-- TO DO --
Below are the records; they must be reproduced verbatim.

Collection entries:
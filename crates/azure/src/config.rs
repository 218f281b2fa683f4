//! Azure credentials and endpoints.

use azrec_core::PollPolicy;
use secrecy::SecretString;
use std::time::Duration;

use crate::error::{AzureError, Result};

pub const DEFAULT_ENDPOINT: &str = "https://management.azure.com";
pub const DEFAULT_AUTHORITY: &str = "https://login.microsoftonline.com";

#[derive(Debug, Clone)]
pub enum Credentials {
    /// Pre-issued bearer token.
    AccessToken(SecretString),
    /// Service principal with client secret.
    ServicePrincipal {
        tenant: String,
        client_id: String,
        secret: SecretString,
    },
}

#[derive(Debug, Clone)]
pub struct AzureConfig {
    pub subscription_id: String,
    pub credentials: Credentials,
    pub endpoint: String,
    pub authority: String,
    /// Polling applied to long-running operations and delete confirmation.
    pub poll: PollPolicy,
}

impl AzureConfig {
    pub fn builder() -> AzureConfigBuilder {
        AzureConfigBuilder::default()
    }

    /// Load configuration from environment variables.
    pub fn from_env() -> AzureConfigBuilder {
        let var = |k: &str| std::env::var(k).ok().filter(|v| !v.is_empty());
        AzureConfigBuilder {
            subscription_id: var("AZURE_SUBSCRIPTION_ID"),
            access_token: var("AZURE_ACCESS_TOKEN"),
            tenant: var("AZURE_TENANT"),
            client_id: var("AZURE_CLIENT_ID"),
            secret: var("AZURE_SECRET"),
            endpoint: var("AZURE_RESOURCE_MANAGER_ENDPOINT"),
            ..Default::default()
        }
    }
}

#[derive(Debug, Clone, Default)]
pub struct AzureConfigBuilder {
    subscription_id: Option<String>,
    access_token: Option<String>,
    tenant: Option<String>,
    client_id: Option<String>,
    secret: Option<String>,
    endpoint: Option<String>,
    authority: Option<String>,
    poll_interval: Option<Duration>,
    poll_attempts: Option<u32>,
}

impl AzureConfigBuilder {
    pub fn subscription_id(mut self, v: impl Into<String>) -> Self {
        self.subscription_id = Some(v.into());
        self
    }

    pub fn access_token(mut self, v: impl Into<String>) -> Self {
        self.access_token = Some(v.into());
        self
    }

    pub fn service_principal(mut self, tenant: impl Into<String>, client_id: impl Into<String>, secret: impl Into<String>) -> Self {
        self.tenant = Some(tenant.into());
        self.client_id = Some(client_id.into());
        self.secret = Some(secret.into());
        self
    }

    pub fn endpoint(mut self, v: impl Into<String>) -> Self {
        self.endpoint = Some(v.into());
        self
    }

    pub fn authority(mut self, v: impl Into<String>) -> Self {
        self.authority = Some(v.into());
        self
    }

    pub fn poll_interval(mut self, v: Duration) -> Self {
        self.poll_interval = Some(v);
        self
    }

    pub fn poll_attempts(mut self, v: u32) -> Self {
        self.poll_attempts = Some(v);
        self
    }

    pub fn build(self) -> Result<AzureConfig> {
        let subscription_id = self
            .subscription_id
            .ok_or_else(|| AzureError::Config("subscription id not set (AZURE_SUBSCRIPTION_ID)".into()))?;
        let credentials = match (self.access_token, self.tenant, self.client_id, self.secret) {
            (Some(token), ..) => Credentials::AccessToken(SecretString::new(token)),
            (None, Some(tenant), Some(client_id), Some(secret)) => Credentials::ServicePrincipal {
                tenant,
                client_id,
                secret: SecretString::new(secret),
            },
            _ => {
                return Err(AzureError::Config(
                    "no credentials: set AZURE_ACCESS_TOKEN or AZURE_TENANT, AZURE_CLIENT_ID and AZURE_SECRET".into(),
                ))
            }
        };
        let defaults = PollPolicy::default();
        Ok(AzureConfig {
            subscription_id,
            credentials,
            endpoint: self.endpoint.unwrap_or_else(|| DEFAULT_ENDPOINT.to_string()).trim_end_matches('/').to_string(),
            authority: self.authority.unwrap_or_else(|| DEFAULT_AUTHORITY.to_string()).trim_end_matches('/').to_string(),
            poll: PollPolicy::new(
                self.poll_interval.unwrap_or(defaults.interval),
                self.poll_attempts.unwrap_or(defaults.max_attempts),
            ),
        })
    }
}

-- TASK RESPONSE --
filename crates/azure/src/config.rs
repository 218f281b2fa683f4
//! Azure credentials and endpoints.

use azrec_core::PollPolicy;
use secrecy::SecretString;
use std::time::Duration;

use crate::error::{AzureError, Result};

pub const DEFAULT_ENDPOINT: &str = "https://management.azure.com";
pub const DEFAULT_AUTHORITY: &str = "https://login.microsoftonline.com";

#[derive(Debug, Clone)]
pub enum Credentials {
    /// Pre-issued bearer token.
    AccessToken(SecretString),
    /// Service principal with client secret.
    ServicePrincipal {
        tenant: String,
        client_id: String,
        secret: SecretString,
    },
}

#[derive(Debug, Clone)]
pub struct AzureConfig {
    pub subscription_id: String,
    pub credentials: Credentials,
    pub endpoint: String,
    pub authority: String,
    /// Polling applied to long-running operations and delete confirmation.
    pub poll: PollPolicy,
}

impl AzureConfig {
    pub fn builder() -> AzureConfigBuilder {
        AzureConfigBuilder::default()
    }

    /// Load configuration from environment variables.
    pub fn from_env() -> AzureConfigBuilder {
        let var = |k: &str| std::env::var(k).ok().filter(|v| !v.is_empty());
        AzureConfigBuilder {
            subscription_id: var("AZURE_SUBSCRIPTION_ID"),
            access_token: var("AZURE_ACCESS_TOKEN"),
            tenant: var("AZURE_TENANT"),
            client_id: var("AZURE_CLIENT_ID"),
            secret: var("AZURE_SECRET"),
            endpoint: var("AZURE_RESOURCE_MANAGER_ENDPOINT"),
            ..Default::default()
        }
    }
}

#[derive(Debug, Clone, Default)]
pub struct AzureConfigBuilder {
    subscription_id: Option<String>,
    access_token: Option<String>,
    tenant: Option<String>,
    client_id: Option<String>,
    secret: Option<String>,
    endpoint: Option<String>,
    authority: Option<String>,
    poll_interval: Option<Duration>,
    poll_attempts: Option<u32>,
}

impl AzureConfigBuilder {
    pub fn subscription_id(mut self, v: impl Into<String>) -> Self {
        self.subscription_id = Some(v.into());
        self
    }

    pub fn access_token(mut self, v: impl Into<String>) -> Self {
        self.access_token = Some(v.into());
        self
    }

    pub fn service_principal(mut self, tenant: impl Into<String>, client_id: impl Into<String>, secret: impl Into<String>) -> Self {
        self.tenant = Some(tenant.into());
        self.client_id = Some(client_id.into());
        self.secret = Some(secret.into());
        self
    }

    pub fn endpoint(mut self, v: impl Into<String>) -> Self {
        self.endpoint = Some(v.into());
        self
    }

    pub fn authority(mut self, v: impl Into<String>) -> Self {
        self.authority = Some(v.into());
        self
    }

    pub fn poll_interval(mut self, v: Duration) -> Self {
        self.poll_interval = Some(v);
        self
    }

    pub fn poll_attempts(mut self, v: u32) -> Self {
        self.poll_attempts = Some(v);
        self
    }

    pub fn build(self) -> Result<AzureConfig> {
        let subscription_id = self
            .subscription_id
            .ok_or_else(|| AzureError::Config("subscription id not set (AZURE_SUBSCRIPTION_ID)".into()))?;
        let credentials = match (self.access_token, self.tenant, self.client_id, self.secret) {
            (Some(token), ..) => Credentials::AccessToken(SecretString::new(token)),
            (None, Some(tenant), Some(client_id), Some(secret)) => Credentials::ServicePrincipal {
                tenant,
                client_id,
                secret: SecretString::new(secret),
            },
            _ => {
                return Err(AzureError::Config(
                    "no credentials: set AZURE_ACCESS_TOKEN or AZURE_TENANT, AZURE_CLIENT_ID and AZURE_SECRET".into(),
                ))
            }
        };
        let defaults = PollPolicy::default();
        Ok(AzureConfig {
            subscription_id,
            credentials,
            endpoint: self.endpoint.unwrap_or_else(|| DEFAULT_ENDPOINT.to_string()).trim_end_matches('/').to_string(),
            authority: self.authority.unwrap_or_else(|| DEFAULT_AUTHORITY.to_string()).trim_end_matches('/').to_string(),
            poll: PollPolicy::new(
                self.poll_interval.unwrap_or(defaults.interval),
                self.poll_attempts.unwrap_or(defaults.max_attempts),
            ),
        })
    }
}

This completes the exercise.